* _Work to complete_:
All lines from the one containing "tail.pop_front();" through the final line of the entries are to be written out verbatim; no other line is to be included.

* _Data to use_:
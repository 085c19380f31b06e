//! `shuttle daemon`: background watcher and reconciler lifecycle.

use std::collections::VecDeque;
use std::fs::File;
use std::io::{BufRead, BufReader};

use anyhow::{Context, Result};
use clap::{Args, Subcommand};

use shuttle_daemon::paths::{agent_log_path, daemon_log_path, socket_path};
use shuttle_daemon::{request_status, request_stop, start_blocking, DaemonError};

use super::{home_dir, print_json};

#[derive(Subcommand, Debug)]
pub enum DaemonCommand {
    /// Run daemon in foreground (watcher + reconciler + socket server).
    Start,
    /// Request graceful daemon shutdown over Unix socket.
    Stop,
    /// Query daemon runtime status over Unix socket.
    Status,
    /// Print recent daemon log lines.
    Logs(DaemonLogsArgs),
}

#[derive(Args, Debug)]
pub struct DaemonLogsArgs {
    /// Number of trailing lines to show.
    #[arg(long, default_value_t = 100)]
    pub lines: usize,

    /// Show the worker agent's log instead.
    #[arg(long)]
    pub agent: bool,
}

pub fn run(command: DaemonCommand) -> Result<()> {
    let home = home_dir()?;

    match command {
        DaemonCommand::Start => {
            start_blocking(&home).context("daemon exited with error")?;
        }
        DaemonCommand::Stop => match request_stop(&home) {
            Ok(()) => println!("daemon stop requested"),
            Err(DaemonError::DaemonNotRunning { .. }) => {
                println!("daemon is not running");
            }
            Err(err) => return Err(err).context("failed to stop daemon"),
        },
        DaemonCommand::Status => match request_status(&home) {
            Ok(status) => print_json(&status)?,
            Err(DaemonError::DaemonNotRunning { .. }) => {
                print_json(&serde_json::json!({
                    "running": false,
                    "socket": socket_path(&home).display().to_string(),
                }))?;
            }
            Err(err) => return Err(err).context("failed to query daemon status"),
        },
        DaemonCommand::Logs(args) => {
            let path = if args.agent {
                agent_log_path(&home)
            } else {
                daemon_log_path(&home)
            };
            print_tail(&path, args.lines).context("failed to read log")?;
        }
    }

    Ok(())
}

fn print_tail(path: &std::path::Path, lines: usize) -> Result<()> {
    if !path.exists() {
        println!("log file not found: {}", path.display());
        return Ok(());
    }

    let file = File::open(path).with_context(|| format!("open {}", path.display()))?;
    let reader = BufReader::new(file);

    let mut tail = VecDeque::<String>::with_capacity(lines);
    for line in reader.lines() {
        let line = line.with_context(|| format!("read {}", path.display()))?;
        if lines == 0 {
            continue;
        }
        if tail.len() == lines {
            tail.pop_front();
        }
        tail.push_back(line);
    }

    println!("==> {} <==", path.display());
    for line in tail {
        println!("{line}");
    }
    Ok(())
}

* _Result_:
            tail.pop_front();
        }
        tail.push_back(line);
    }

    println!("==> {} <==", path.display());
    for line in tail {
        println!("{line}");
    }
    Ok(())
}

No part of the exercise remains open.